After spending seven years creating the software, a study published earlier this month found it had 87% accuracy in diagnosing the psychological illness.

Dr Kalmady told Compelo:“Diagnosis in psychiatry is largely based on subjective assessments by the psychiatrists, who agree that a more precise approach could improve clinical decision outcomes.

“However, medtech devices like functional MRI [fMRI] provide us with a way to obtain objective measurements of brain signals, and our machine-learned model EMPaSchiz accurately predicts schizophrenia using fMRI data.”

 

How EMPaSchiz is used for schizophrenia diagnosis

EMPaSchiz is an AI-based software that has so far examined brain scans from patients previously diagnosed with schizophrenia.

Researchers distinguished that EMPaSchiz is one of the first AI-powered learning tools trained exclusively on data from patients who had been diagnosed but not yet medicated to treat their illness.
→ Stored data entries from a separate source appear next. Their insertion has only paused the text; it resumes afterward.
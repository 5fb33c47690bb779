//! Shared helpers for unit tests.

use std::path::{Path, PathBuf};

use crate::backup::file::compute_checksum;
use crate::config::{
    BackupSettings, LimitsSettings, LoggingSettings, MysqlSettings, Settings,
};

/// A workable `Settings` rooted in a scratch directory: real gzip for
/// compression, compression disabled, no retention limits.
pub(crate) fn settings_for(root: &Path) -> Settings {
    let incremental_path = root.join("incremental");
    let long_term_backup_path = root.join("long_term");
    std::fs::create_dir_all(&incremental_path).unwrap();
    std::fs::create_dir_all(&long_term_backup_path).unwrap();

    Settings {
        settings_path: root.join("backup.ini"),
        mysql: MysqlSettings {
            username: "backup".to_string(),
            password: "secret".to_string(),
            dump_options: Vec::new(),
            host: "localhost".to_string(),
            mysqldump_command: vec!["mysqldump".to_string()],
        },
        backup: BackupSettings {
            compression_enabled: false,
            compress_command: vec!["gzip".to_string()],
            decompress_command: vec!["gzip".to_string(), "-d".to_string()],
            compressed_file_extension: "gz".to_string(),
            max_parallel: Some(2),
            cleanup_delay_days: None,
            incremental_path,
            incremental_min_backup_frequency_seconds: None,
            incremental_max_lifespan_seconds: None,
            incremental_max_copies: None,
            long_term_backup_path,
            long_term_backup_min_frequency_seconds: None,
            long_term_max_lifespan_seconds: None,
            long_term_backup_max_copies: None,
            running_cache_file: root.join("running.cache"),
            cache_lock_wait: Some(5),
            cache_successful_run_purge_days: None,
        },
        snapshot: None,
        limits: LimitsSettings::default(),
        logging: LoggingSettings {
            logfile: root.join("backup.log"),
            loglevel: "debug".to_string(),
        },
    }
}

/// Seed a consistent `(dump, checksum)` pair on disk for `(db, date)`.
pub(crate) fn seed_backup(
    settings: &Settings,
    db_name: &str,
    date_string: &str,
    body: &[u8],
) -> (PathBuf, PathBuf) {
    let sql = settings
        .backup
        .incremental_path
        .join(format!("{db_name}__{date_string}.sql"));
    std::fs::write(&sql, body).unwrap();
    let checksum = compute_checksum(&sql).unwrap();
    let md5 = settings
        .backup
        .incremental_path
        .join(format!("{db_name}__{date_string}.md5"));
    std::fs::write(&md5, format!("{checksum}\n")).unwrap();
    (sql, md5)
}
//! Replica control errors.

/// Errors talking to the MySQL replica or driving its replication threads.
///
/// A failed start or stop is fatal to the whole run.
#[derive(Debug, thiserror::Error)]
pub enum ReplicaError {
    #[error("MySQL error: {0}")]
    Mysql(String),

    #[error("SHOW SLAVE STATUS returned no rows; is this server a replica?")]
    NotAReplica,

    #[error("replication threads failed to stop")]
    StopFailed,

    #[error("replication threads failed to start")]
    StartFailed,
}

impl From<mysql::Error> for ReplicaError {
    fn from(err: mysql::Error) -> Self {
        ReplicaError::Mysql(err.to_string())
    }
}
//! Command-line driver: load settings, set up logging, run one backup pass.

use std::path::PathBuf;
use std::process::ExitCode;
use std::sync::Arc;

use anyhow::Context;
use clap::Parser;
use tracing_subscriber::{fmt, prelude::*, EnvFilter};

use replidump_core::{MysqlReplica, Orchestrator, Settings};

#[derive(Debug, Parser)]
#[command(name = "replidump", version, about = "Dump, dedup, and rotate MySQL replica backups")]
struct Args {
    /// The settings file to execute.
    #[arg(short = 's', long = "settings-file")]
    settings_file: PathBuf,
}

fn main() -> ExitCode {
    let args = Args::parse();
    match run(args) {
        Ok(()) => ExitCode::SUCCESS,
        Err(err) => {
            // The log may not be initialized yet, so the error goes to
            // stderr unconditionally.
            eprintln!("replidump: {err:#}");
            tracing::error!(error = %format!("{err:#}"), "backup run failed");
            ExitCode::FAILURE
        }
    }
}

fn run(args: Args) -> anyhow::Result<()> {
    // The absolute settings path doubles as the run-cache key, so resolve it
    // before anything else looks at it.
    let settings_path = args
        .settings_file
        .canonicalize()
        .with_context(|| format!("cannot resolve settings file {}", args.settings_file.display()))?;
    let settings = Settings::load(&settings_path)?;

    init_tracing(&settings)?;

    // A short random id keeps interleaved concurrent runs apart in a shared
    // logfile.
    let run_id = uuid::Uuid::new_v4().simple().to_string()[..6].to_uppercase();
    let span = tracing::info_span!("backup_run", id = %run_id);
    let _guard = span.entered();

    let server = MysqlReplica::connect(&settings)
        .with_context(|| format!("cannot connect to MySQL at {}", settings.mysql.host))?;
    let mut orchestrator = Orchestrator::new(Arc::new(settings), server)?;
    orchestrator.run()?;
    Ok(())
}


fn init_tracing(settings: &Settings) -> anyhow::Result<()> {
    let logfile = std::fs::OpenOptions::new()
        .create(true)
        .append(true)
        .open(&settings.logging.logfile)
        .with_context(|| {
            format!("cannot open logfile {}", settings.logging.logfile.display())
        })?;

    let filter = EnvFilter::try_new(&settings.logging.loglevel)
        .unwrap_or_else(|_| EnvFilter::new("info"));

    tracing_subscriber::registry()
        .with(
            fmt::layer()
                .with_ansi(false)
                .with_target(true)
                .with_writer(Arc::new(logfile)),
        )
        .with(filter)
        .init();
    Ok(())
}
As a result, the University of Alberta team believes the tech will be valuable in treating schizophrenia in its early stages.

Dr Kalmady said: “Subjects to be assessed by EMPaSchiz must undergo a five-minute fMRI scan of their brain in resting state because our model is trained based on brain activation and connectivity patterns.

“Next, the data is cleaned using standard neuroimaging software, which involves head motion correction and registration to standard brain template.

“Cleaned data can be then fed into EMPaSchiz, which can extract features related to regional activation and functional connectivity patterns, and then come up with the prediction whether the subject has schizophrenia.”

 

How EMPaSchiz beats current schizophrenia diagnosis methods

Dr Kalmady said the fact previous devices have been tested on patients on medication for schizophrenia skewered the results.

This is because he believes anti-psychotic drug treatment disturbs brain activation patterns.

Also, the majority of the earlier studies involving schizophrenia diagnosis were conducted in smaller samples and the results were unlikely to be replicated in larger samples.

The new 87% accuracy finding, which was published in the journal NPJ Schizophrenia, improves on a 2017 study on other machine learning models built for the same purpose, which returned a 74% accuracy result.

 

Schizophrenia diagnosis
fMRI scan

Advantages of using AI and machine learning for mental disorders

Advancements in AI technologies are bringing psychosis treatment to more people who need it.

It’s becoming clear among many industry commentators that AI for mental health could be a game changer.

Dr Kalmady described mental disorders – particularly in schizophrenia – as a “unique challenge” due to the complex nature of the patients’ illnesses, which can prevent them from communicating their symptoms effectively.

He identified the problem to be “objective measurements”, such as MRI and genetic testing, as these are inadequate in identifying clinical symptoms in schizophrenia.

Machine learning, on the other hand, uses thousands of engineered features to learn the combinations of their importance that lead to an optimal prediction.

Dr Kalmady said: “Although many individual variables in these measurements are known to be altered in schizophrenia at a group level compared to healthy individuals, they are typically neither specific nor sensitive enough to be used as a diagnostic tests.

“Artificial intelligence – more specifically machine learning – provides a way to ‘learn’ from the historical account of patients’ experience.”

Dr Kalmady believes such “learning” will enable the prediction on new unseen patients, which can be greatly beneficial when making key clinical decisions on the correct diagnosis and prescription of drugs.

He added: “This drives a practice of medicine that is truly ‘evidence-based’, which is particularly crucial for psychiatry.

“The next step in this line of research is to develop models for predictions on the course of the disease and responses to treatment.

“For instance, patients can greatly benefit from models that have learned to predict optimal treatment strategy that is individualised for them.”

 

Challenges of developing new schizophrenia tool

Dr Kalmady said the most difficult element of the EMPaSchiz research was to gather fMRI data from a large number of untreated patients with schizophrenia and healthy controls.

Another challenging factor was introducing “clever ways to reduce the dimensionality of fMRI data and extract relevant features that would be useful for the diagnostic task”.

Dr Kalmady said the team explored other research papers on existing methods to subdivide the brain into smaller chunks on the basis of varying physiological characteristics.

“We then developed an ensemble framework to jointly learn from the different perspectives of examining the brain signals,” he added.